> [Stored data]:
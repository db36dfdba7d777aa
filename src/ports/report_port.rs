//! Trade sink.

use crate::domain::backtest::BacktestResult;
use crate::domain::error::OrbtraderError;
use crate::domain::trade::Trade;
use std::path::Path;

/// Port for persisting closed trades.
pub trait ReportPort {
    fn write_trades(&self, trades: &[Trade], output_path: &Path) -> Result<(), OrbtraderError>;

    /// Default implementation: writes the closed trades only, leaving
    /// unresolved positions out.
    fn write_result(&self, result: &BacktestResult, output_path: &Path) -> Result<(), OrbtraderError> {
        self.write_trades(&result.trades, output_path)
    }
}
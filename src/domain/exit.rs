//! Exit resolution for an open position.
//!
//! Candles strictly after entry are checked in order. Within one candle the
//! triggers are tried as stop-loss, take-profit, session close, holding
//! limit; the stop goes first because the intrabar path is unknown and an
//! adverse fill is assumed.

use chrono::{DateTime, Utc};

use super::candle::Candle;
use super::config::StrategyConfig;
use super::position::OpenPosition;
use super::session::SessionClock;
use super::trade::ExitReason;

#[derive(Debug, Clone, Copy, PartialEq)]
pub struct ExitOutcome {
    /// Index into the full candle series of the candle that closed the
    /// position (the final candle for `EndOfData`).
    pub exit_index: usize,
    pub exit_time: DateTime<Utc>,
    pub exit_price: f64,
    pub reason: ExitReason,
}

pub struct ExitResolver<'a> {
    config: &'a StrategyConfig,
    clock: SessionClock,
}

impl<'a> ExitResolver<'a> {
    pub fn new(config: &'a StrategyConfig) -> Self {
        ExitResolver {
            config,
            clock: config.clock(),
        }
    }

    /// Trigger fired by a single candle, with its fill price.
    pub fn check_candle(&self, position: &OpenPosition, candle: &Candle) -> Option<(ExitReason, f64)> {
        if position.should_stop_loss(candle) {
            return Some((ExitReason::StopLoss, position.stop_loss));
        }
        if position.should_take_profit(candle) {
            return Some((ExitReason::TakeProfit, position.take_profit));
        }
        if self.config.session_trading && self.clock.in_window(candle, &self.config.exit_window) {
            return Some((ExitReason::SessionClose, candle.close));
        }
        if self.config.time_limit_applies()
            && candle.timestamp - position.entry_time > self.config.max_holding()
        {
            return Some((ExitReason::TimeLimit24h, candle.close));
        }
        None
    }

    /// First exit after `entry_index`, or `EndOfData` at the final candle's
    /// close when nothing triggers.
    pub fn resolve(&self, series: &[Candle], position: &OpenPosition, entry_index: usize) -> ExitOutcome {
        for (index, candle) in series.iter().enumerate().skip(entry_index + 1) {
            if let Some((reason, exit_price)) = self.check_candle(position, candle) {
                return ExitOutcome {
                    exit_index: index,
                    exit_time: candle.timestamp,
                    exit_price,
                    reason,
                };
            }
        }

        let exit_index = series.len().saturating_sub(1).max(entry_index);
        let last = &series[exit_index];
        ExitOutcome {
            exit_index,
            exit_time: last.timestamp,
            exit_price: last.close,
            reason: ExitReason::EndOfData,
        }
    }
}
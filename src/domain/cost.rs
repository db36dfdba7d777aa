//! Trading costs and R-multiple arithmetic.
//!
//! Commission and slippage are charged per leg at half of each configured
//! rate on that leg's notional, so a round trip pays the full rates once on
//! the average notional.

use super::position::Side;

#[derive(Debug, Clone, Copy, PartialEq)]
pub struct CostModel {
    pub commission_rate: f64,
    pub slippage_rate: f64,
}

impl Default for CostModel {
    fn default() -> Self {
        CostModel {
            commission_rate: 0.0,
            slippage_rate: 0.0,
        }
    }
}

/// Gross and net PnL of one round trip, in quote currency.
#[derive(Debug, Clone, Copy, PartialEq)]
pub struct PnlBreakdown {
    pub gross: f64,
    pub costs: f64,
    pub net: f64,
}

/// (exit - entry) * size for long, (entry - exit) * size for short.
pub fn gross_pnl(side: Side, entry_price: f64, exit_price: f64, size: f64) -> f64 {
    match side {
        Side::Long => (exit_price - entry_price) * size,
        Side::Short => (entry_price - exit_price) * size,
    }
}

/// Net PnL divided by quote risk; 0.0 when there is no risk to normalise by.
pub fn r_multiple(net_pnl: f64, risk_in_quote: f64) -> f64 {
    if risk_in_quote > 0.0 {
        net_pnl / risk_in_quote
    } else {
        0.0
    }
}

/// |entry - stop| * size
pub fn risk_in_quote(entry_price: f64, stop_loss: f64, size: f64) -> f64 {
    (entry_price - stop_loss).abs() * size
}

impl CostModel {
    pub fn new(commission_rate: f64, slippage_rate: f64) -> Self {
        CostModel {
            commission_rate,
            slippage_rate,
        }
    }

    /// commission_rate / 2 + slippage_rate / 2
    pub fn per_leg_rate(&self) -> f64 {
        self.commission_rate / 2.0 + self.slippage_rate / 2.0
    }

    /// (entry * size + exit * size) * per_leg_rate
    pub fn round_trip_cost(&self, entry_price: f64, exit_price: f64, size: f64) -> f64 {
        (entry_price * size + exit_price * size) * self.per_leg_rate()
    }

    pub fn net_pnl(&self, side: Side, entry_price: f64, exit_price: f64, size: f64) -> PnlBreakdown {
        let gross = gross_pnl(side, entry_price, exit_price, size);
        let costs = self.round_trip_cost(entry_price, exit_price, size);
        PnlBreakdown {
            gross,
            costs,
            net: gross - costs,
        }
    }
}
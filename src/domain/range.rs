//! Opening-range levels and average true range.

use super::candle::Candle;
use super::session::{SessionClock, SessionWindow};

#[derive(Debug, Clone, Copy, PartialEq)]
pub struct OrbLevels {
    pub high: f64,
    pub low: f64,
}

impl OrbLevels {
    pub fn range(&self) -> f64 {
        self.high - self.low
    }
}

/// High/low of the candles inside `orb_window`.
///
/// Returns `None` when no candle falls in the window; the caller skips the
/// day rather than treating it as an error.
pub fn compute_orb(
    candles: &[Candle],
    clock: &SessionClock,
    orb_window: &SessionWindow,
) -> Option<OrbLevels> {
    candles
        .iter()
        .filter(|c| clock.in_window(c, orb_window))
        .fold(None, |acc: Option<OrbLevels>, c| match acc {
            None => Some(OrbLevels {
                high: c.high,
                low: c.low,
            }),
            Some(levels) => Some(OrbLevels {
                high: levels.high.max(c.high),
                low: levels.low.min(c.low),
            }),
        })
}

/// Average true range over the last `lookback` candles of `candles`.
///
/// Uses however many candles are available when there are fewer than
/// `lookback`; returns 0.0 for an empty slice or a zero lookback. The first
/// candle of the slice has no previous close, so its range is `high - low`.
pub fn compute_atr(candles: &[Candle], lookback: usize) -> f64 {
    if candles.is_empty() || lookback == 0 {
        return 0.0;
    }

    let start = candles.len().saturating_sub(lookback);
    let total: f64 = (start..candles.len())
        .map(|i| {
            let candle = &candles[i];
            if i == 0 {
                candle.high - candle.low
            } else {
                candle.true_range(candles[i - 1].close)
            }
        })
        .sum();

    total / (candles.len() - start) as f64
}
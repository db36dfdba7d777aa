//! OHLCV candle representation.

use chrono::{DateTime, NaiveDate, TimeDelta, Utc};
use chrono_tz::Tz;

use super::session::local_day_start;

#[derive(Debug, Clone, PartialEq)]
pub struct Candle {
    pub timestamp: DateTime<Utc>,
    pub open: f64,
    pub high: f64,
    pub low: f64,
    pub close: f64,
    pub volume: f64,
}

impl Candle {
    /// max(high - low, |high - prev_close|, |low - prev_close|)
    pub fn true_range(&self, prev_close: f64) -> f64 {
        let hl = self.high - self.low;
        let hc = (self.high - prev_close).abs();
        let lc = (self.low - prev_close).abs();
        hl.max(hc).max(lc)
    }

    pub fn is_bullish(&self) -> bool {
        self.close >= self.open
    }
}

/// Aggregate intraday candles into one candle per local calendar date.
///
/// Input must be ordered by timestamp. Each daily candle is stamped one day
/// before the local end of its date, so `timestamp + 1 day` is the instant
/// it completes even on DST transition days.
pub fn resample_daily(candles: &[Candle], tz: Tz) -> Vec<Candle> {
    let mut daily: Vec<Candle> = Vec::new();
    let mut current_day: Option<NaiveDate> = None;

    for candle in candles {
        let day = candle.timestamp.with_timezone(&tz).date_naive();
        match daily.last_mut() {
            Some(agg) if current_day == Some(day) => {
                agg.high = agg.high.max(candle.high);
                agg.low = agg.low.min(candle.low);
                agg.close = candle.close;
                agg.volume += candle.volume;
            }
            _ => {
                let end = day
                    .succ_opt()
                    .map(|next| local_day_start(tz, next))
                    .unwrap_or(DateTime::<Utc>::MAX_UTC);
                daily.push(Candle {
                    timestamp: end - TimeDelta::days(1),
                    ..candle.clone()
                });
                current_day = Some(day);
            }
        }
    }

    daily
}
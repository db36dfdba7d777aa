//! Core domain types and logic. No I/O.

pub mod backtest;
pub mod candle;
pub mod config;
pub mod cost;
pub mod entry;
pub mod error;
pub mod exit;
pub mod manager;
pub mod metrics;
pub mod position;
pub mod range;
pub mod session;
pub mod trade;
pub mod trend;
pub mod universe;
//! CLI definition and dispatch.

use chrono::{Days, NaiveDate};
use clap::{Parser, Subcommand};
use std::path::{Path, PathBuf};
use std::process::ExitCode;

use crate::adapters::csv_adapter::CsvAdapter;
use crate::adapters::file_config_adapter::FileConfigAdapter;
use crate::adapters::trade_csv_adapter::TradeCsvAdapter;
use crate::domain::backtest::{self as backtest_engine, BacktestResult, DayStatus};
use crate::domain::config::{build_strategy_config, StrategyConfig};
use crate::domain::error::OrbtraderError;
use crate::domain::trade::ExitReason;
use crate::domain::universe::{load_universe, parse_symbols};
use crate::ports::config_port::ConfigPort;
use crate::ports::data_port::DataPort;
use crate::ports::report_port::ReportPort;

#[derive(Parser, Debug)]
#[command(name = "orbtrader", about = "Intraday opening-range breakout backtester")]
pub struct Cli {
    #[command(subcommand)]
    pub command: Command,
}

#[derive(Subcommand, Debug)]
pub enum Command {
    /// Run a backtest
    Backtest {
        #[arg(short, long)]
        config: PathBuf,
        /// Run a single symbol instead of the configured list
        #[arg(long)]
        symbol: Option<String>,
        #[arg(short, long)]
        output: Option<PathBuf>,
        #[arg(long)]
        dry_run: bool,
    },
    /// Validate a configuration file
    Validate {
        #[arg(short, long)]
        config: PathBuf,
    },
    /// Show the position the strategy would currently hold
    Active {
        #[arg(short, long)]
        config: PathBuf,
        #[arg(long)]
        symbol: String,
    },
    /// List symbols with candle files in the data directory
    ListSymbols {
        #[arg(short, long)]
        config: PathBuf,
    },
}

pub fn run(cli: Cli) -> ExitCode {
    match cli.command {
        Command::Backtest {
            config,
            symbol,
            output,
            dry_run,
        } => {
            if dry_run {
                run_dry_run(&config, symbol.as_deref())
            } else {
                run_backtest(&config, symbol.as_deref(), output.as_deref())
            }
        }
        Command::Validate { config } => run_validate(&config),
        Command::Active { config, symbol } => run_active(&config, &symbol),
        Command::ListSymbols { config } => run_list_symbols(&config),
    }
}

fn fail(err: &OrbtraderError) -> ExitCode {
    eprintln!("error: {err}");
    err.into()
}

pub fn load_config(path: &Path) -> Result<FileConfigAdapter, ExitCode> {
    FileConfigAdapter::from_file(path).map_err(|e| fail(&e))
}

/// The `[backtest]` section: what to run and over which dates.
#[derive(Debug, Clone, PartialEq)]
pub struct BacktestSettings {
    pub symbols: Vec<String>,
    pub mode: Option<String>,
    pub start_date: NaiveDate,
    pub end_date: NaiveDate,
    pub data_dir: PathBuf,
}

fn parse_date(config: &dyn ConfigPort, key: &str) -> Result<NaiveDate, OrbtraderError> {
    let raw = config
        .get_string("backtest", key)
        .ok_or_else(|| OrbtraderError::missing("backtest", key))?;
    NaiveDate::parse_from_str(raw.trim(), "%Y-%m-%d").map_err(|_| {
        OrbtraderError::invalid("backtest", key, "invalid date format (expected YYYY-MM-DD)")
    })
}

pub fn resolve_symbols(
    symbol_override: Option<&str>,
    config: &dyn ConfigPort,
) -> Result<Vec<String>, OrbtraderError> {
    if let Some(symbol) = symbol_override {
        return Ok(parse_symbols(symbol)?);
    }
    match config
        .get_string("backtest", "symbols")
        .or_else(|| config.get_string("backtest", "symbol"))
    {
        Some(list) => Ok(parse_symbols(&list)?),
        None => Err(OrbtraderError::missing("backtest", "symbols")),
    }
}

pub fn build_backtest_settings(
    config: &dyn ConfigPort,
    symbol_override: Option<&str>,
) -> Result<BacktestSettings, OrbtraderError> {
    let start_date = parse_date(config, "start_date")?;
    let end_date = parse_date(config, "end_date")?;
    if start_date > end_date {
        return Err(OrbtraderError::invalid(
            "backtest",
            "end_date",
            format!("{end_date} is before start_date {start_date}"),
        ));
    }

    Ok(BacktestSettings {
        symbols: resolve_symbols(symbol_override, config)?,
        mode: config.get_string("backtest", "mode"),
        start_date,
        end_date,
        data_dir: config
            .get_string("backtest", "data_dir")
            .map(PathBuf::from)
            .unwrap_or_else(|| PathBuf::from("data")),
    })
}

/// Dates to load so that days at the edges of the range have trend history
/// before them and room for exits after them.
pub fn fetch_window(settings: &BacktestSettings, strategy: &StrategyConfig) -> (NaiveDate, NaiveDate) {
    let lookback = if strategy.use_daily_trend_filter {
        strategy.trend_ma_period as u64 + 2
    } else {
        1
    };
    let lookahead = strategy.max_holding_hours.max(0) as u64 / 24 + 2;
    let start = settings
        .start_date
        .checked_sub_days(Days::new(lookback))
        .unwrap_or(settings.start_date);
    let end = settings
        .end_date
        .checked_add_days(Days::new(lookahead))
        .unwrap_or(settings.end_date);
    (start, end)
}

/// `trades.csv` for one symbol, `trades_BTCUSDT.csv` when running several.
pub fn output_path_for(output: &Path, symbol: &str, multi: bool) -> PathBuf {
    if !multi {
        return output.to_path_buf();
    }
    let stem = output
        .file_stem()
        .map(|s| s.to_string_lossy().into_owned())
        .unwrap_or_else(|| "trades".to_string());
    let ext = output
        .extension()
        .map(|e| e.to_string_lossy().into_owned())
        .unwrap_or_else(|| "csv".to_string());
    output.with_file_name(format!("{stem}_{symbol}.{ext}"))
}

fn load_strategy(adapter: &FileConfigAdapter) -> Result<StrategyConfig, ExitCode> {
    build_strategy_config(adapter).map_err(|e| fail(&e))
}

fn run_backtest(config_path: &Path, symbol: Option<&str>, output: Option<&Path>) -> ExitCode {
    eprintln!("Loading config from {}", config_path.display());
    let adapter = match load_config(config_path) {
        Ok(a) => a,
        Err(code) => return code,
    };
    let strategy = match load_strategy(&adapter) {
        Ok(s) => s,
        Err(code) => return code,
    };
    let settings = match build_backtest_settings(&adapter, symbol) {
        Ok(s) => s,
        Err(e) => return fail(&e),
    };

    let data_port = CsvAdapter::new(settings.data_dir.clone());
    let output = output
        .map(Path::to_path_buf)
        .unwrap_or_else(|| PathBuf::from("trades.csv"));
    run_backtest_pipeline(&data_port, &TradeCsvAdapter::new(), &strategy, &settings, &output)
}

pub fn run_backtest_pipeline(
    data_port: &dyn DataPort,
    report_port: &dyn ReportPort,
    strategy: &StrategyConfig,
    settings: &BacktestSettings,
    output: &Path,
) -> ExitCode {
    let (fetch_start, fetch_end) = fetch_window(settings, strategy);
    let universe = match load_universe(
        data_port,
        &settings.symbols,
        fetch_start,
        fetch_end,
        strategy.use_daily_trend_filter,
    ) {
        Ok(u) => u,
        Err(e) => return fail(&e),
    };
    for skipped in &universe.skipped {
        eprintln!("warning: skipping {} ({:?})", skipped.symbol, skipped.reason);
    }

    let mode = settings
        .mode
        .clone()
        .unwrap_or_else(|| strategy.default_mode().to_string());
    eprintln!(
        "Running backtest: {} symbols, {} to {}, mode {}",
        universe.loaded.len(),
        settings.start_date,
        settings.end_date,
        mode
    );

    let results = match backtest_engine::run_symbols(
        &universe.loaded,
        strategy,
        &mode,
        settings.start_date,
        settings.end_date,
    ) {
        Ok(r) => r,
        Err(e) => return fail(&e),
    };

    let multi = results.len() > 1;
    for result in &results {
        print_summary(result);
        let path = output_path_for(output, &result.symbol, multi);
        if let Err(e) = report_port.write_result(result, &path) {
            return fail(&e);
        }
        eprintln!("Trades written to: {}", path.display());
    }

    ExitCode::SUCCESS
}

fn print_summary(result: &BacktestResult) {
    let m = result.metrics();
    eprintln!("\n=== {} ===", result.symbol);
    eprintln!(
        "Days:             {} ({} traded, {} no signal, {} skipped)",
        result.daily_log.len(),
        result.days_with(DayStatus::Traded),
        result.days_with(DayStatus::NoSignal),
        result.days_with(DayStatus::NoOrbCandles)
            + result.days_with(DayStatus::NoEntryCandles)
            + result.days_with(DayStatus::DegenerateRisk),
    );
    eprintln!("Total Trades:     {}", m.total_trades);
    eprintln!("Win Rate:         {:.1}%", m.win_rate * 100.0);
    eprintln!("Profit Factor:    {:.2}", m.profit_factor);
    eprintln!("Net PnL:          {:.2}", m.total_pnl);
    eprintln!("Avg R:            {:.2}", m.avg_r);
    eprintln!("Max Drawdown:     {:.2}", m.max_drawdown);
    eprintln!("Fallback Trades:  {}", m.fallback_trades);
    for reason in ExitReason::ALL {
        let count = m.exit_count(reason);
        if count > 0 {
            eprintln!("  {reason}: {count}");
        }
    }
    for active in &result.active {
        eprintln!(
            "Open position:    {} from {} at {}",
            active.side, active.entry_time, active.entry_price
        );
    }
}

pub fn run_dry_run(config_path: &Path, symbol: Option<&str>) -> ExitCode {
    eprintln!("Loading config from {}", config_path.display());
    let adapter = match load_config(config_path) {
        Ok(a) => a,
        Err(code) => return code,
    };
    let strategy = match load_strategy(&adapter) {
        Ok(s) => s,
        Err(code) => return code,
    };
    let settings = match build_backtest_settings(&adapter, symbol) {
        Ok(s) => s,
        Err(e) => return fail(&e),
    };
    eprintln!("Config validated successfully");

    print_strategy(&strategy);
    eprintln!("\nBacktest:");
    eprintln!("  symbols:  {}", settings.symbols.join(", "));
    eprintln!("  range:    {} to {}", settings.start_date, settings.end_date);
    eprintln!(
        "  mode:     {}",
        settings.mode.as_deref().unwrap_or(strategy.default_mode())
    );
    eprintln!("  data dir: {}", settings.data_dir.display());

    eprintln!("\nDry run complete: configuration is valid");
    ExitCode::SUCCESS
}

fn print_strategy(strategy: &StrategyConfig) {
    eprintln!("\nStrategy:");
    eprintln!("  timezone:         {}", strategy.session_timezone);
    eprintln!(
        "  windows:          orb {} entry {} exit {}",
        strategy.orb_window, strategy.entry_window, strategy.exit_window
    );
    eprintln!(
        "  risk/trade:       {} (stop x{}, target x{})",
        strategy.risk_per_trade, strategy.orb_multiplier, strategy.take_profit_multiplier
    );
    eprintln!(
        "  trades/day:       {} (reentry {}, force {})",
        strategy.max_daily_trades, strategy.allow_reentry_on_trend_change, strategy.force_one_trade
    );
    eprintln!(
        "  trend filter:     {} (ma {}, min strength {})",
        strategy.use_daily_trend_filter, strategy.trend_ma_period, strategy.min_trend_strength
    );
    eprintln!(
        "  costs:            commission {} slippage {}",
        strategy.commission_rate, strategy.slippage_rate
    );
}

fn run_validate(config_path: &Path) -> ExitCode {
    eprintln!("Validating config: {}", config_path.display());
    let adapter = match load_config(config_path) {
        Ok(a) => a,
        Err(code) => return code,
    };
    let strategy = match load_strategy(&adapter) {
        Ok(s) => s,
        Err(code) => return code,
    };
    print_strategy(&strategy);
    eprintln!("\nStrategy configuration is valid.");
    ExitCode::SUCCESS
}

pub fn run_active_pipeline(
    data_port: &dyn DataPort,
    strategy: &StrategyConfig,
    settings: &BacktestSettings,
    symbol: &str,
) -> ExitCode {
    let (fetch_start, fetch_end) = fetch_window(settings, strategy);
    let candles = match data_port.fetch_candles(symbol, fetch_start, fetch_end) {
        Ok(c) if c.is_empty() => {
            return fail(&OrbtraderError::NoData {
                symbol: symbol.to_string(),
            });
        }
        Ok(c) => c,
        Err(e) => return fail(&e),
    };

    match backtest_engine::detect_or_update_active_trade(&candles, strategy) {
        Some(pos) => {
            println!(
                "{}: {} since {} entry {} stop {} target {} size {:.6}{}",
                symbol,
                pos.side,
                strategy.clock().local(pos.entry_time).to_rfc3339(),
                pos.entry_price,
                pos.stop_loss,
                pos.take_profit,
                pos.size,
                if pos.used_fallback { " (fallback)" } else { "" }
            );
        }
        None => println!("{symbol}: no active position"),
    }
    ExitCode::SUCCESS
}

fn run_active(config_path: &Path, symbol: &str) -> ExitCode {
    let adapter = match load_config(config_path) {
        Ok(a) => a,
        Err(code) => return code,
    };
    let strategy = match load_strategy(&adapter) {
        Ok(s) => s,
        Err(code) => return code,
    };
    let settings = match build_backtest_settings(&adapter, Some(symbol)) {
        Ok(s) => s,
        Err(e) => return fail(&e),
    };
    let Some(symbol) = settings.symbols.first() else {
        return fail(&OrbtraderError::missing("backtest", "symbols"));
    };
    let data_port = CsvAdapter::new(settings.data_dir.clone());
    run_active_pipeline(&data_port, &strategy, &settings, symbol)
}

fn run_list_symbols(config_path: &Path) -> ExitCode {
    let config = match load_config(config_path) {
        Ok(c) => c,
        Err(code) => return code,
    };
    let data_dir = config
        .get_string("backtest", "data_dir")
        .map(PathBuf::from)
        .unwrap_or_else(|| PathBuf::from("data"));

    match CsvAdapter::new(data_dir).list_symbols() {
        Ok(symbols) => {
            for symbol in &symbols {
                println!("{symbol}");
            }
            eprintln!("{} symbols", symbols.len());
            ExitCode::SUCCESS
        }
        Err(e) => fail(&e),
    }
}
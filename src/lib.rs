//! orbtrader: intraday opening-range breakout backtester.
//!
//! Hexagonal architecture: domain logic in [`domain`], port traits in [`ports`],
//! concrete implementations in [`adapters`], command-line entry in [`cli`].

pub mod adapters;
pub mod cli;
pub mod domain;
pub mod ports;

> [Task requirements]:
Among the lines above, find the one with "let count = m.exit_count(reason);" and the one with "active.side, active.entry_time, active.entry_price". Quote both and everything between them, exactly.

> [Answer area]:
        let count = m.exit_count(reason);
        if count > 0 {
            eprintln!("  {reason}: {count}");
        }
    }
    for active in &result.active {
        eprintln!(
            "Open position:    {} from {} at {}",
            active.side, active.entry_time, active.entry_price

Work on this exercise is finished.